- WHAT IS EXPECTED -
Lines below containing the word "when" should be copied out.

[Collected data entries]
************

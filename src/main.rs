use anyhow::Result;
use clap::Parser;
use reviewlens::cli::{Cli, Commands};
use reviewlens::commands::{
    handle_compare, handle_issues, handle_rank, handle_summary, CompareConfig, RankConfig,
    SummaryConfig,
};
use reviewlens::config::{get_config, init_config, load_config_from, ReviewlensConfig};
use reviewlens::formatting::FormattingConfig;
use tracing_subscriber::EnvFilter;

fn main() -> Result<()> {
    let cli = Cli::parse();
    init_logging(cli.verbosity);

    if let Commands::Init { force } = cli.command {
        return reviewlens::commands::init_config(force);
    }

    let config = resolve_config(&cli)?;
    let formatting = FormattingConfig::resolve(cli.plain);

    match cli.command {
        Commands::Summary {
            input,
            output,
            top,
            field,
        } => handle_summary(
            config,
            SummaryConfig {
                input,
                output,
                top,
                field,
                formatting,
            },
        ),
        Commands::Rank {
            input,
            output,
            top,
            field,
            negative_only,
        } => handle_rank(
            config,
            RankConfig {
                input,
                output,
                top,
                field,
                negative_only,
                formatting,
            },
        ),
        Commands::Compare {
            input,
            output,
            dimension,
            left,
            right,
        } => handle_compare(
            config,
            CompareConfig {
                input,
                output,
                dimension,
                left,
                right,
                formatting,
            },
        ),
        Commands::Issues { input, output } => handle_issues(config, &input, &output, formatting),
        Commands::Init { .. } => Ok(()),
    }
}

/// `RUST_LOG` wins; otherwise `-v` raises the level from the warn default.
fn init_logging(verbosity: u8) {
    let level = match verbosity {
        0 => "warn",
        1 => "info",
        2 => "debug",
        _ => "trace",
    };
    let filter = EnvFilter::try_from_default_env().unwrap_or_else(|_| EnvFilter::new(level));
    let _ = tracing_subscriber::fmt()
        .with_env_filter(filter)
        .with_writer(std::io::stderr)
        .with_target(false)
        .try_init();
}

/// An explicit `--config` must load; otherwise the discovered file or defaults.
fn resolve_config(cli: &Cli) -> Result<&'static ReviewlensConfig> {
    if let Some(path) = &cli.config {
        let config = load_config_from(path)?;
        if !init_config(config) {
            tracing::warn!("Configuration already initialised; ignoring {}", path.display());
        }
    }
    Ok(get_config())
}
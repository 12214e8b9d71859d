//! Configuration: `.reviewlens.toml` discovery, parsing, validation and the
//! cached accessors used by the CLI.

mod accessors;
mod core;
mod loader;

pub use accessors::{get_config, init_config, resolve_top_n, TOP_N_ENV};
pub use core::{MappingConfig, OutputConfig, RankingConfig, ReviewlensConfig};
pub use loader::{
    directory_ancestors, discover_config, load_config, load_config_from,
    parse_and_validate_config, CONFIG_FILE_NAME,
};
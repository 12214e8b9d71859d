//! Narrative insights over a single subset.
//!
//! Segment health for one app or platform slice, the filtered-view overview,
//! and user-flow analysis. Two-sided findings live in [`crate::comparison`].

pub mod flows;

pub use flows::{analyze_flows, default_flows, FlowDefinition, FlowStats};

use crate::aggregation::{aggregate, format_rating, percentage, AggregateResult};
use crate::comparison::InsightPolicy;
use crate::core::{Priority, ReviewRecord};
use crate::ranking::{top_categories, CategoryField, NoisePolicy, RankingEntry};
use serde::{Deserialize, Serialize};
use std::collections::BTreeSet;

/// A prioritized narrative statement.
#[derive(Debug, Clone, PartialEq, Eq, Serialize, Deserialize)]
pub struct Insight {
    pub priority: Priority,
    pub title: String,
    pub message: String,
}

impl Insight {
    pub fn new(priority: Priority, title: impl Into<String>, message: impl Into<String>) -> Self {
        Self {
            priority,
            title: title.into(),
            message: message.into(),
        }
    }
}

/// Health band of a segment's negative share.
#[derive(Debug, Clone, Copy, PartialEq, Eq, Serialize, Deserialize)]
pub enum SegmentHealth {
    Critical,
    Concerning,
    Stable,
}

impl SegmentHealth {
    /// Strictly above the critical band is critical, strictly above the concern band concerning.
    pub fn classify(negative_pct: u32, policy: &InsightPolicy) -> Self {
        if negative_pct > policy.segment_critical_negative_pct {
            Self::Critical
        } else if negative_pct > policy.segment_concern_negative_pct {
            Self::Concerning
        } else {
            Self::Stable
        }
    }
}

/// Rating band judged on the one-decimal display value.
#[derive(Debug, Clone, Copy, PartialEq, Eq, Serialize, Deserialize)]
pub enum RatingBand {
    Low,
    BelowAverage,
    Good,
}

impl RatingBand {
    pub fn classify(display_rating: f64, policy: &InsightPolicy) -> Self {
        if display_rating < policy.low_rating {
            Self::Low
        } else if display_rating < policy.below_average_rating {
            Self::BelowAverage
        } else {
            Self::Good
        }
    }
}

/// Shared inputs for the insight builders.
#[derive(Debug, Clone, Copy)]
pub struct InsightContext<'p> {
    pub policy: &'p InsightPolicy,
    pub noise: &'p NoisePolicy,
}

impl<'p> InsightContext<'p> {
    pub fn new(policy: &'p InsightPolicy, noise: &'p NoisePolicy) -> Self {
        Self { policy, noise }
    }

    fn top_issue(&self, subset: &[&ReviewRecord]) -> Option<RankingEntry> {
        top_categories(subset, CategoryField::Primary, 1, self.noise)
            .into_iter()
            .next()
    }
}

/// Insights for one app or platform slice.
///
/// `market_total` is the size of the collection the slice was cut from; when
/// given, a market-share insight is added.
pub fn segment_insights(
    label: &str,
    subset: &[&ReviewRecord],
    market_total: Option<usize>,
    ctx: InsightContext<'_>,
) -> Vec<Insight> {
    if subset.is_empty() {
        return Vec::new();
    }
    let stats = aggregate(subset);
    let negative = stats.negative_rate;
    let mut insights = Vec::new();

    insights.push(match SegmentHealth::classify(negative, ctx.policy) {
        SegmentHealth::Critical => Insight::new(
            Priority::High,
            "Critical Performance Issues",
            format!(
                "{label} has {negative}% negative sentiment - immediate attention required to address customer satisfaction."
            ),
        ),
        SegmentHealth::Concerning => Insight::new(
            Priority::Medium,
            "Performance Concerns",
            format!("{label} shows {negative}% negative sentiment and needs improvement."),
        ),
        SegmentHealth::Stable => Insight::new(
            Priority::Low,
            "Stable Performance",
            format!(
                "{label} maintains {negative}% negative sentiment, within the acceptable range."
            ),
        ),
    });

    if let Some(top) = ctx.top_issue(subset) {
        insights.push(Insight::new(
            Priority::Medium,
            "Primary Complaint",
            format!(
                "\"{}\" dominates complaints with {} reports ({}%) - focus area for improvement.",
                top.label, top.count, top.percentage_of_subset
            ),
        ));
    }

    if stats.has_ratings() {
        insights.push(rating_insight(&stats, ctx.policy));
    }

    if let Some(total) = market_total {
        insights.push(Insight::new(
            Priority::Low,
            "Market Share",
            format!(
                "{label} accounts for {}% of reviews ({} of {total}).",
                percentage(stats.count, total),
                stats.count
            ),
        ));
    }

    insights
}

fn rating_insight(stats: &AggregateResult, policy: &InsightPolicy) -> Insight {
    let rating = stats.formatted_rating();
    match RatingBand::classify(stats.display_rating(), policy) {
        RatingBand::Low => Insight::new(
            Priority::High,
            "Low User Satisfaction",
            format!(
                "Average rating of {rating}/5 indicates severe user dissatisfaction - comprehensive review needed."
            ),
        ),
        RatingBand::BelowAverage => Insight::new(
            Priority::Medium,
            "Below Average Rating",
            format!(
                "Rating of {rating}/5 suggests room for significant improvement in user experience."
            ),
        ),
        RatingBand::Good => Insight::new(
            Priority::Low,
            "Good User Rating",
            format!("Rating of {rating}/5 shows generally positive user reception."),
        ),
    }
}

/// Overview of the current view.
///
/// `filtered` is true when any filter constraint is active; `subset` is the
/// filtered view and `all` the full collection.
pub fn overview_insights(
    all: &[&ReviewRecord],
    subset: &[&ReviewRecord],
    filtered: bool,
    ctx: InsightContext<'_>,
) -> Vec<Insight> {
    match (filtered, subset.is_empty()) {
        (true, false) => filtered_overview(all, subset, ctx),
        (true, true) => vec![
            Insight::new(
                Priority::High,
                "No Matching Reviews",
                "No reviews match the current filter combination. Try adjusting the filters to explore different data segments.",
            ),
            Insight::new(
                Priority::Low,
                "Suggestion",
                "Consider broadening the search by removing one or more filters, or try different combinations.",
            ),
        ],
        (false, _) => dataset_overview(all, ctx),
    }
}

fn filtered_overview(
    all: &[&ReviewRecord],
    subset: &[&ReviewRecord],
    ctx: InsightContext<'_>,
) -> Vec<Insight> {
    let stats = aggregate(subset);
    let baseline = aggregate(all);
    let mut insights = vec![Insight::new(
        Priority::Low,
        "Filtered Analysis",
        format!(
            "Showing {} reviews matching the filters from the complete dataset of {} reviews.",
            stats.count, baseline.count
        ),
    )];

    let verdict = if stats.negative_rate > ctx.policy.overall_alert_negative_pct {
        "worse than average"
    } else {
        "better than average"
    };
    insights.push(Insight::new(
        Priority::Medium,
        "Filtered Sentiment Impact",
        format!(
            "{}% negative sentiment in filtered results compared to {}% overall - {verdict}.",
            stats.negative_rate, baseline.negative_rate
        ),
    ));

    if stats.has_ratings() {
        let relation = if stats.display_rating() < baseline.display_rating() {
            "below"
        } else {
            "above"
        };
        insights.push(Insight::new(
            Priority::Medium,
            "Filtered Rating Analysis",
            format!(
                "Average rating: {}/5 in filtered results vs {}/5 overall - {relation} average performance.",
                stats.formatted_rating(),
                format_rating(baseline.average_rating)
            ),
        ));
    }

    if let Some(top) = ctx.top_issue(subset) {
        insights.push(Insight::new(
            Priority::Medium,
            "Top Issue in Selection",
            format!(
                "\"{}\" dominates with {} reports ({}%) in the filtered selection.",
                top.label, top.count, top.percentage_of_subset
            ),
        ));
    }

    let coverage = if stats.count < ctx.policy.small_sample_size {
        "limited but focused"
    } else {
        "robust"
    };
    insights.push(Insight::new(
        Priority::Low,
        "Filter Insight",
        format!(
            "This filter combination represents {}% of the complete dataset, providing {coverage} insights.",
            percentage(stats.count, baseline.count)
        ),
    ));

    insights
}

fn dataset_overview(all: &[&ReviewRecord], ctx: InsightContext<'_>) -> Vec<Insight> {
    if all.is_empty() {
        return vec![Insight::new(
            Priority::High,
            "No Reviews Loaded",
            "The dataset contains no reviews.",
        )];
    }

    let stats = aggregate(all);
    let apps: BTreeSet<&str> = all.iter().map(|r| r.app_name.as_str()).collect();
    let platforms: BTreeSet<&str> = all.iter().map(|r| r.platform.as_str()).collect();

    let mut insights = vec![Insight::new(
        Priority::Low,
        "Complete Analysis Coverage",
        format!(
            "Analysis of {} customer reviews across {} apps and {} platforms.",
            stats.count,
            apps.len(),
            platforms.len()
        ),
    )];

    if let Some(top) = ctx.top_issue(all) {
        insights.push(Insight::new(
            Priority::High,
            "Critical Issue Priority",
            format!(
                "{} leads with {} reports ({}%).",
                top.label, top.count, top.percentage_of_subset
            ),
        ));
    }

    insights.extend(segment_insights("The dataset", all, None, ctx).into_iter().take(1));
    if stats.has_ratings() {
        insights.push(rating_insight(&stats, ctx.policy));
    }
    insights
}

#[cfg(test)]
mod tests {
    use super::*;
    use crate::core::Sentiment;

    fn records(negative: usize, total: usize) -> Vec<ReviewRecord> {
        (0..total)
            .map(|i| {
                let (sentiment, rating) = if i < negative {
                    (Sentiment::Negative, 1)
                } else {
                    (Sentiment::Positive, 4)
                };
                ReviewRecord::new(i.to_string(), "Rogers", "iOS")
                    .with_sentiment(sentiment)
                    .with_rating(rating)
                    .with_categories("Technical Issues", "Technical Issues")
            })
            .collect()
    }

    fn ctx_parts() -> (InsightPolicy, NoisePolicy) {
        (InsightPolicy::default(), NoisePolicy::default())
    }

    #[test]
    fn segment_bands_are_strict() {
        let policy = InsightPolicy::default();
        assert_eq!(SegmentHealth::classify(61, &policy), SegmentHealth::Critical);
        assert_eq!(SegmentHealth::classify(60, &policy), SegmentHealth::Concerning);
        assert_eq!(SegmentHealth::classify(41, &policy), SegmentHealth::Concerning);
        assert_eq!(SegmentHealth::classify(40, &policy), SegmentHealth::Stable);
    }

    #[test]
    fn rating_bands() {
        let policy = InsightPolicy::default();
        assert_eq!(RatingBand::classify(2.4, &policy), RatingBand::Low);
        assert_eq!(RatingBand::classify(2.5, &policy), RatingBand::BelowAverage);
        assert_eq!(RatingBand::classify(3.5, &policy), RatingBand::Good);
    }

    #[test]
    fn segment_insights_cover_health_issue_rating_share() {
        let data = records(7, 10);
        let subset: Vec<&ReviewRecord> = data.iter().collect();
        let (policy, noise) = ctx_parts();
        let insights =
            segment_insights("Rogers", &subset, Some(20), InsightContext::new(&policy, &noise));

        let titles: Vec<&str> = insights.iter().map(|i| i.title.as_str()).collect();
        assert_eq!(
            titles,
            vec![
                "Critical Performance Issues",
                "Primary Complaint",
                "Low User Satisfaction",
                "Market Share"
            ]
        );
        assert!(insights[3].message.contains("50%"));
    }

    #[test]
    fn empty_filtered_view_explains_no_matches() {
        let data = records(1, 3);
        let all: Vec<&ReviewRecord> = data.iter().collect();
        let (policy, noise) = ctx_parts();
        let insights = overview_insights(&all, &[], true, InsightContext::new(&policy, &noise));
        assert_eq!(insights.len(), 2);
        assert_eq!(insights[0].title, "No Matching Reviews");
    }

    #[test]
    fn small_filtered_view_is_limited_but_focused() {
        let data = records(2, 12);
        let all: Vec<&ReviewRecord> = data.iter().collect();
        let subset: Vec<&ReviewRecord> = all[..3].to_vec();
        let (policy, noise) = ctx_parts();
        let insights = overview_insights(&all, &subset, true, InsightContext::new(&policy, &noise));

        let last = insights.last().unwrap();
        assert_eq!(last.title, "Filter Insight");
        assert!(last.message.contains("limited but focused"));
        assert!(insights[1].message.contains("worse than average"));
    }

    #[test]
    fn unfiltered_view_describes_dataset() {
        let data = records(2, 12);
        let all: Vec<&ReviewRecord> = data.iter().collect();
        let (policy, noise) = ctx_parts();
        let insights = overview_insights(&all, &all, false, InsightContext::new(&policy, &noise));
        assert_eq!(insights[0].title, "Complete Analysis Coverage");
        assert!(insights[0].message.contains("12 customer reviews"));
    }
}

************

- THE COMPLETED TASK -
/// `market_total` is the size of the collection the slice was cut from; when
/// `filtered` is true when any filter constraint is active; `subset` is the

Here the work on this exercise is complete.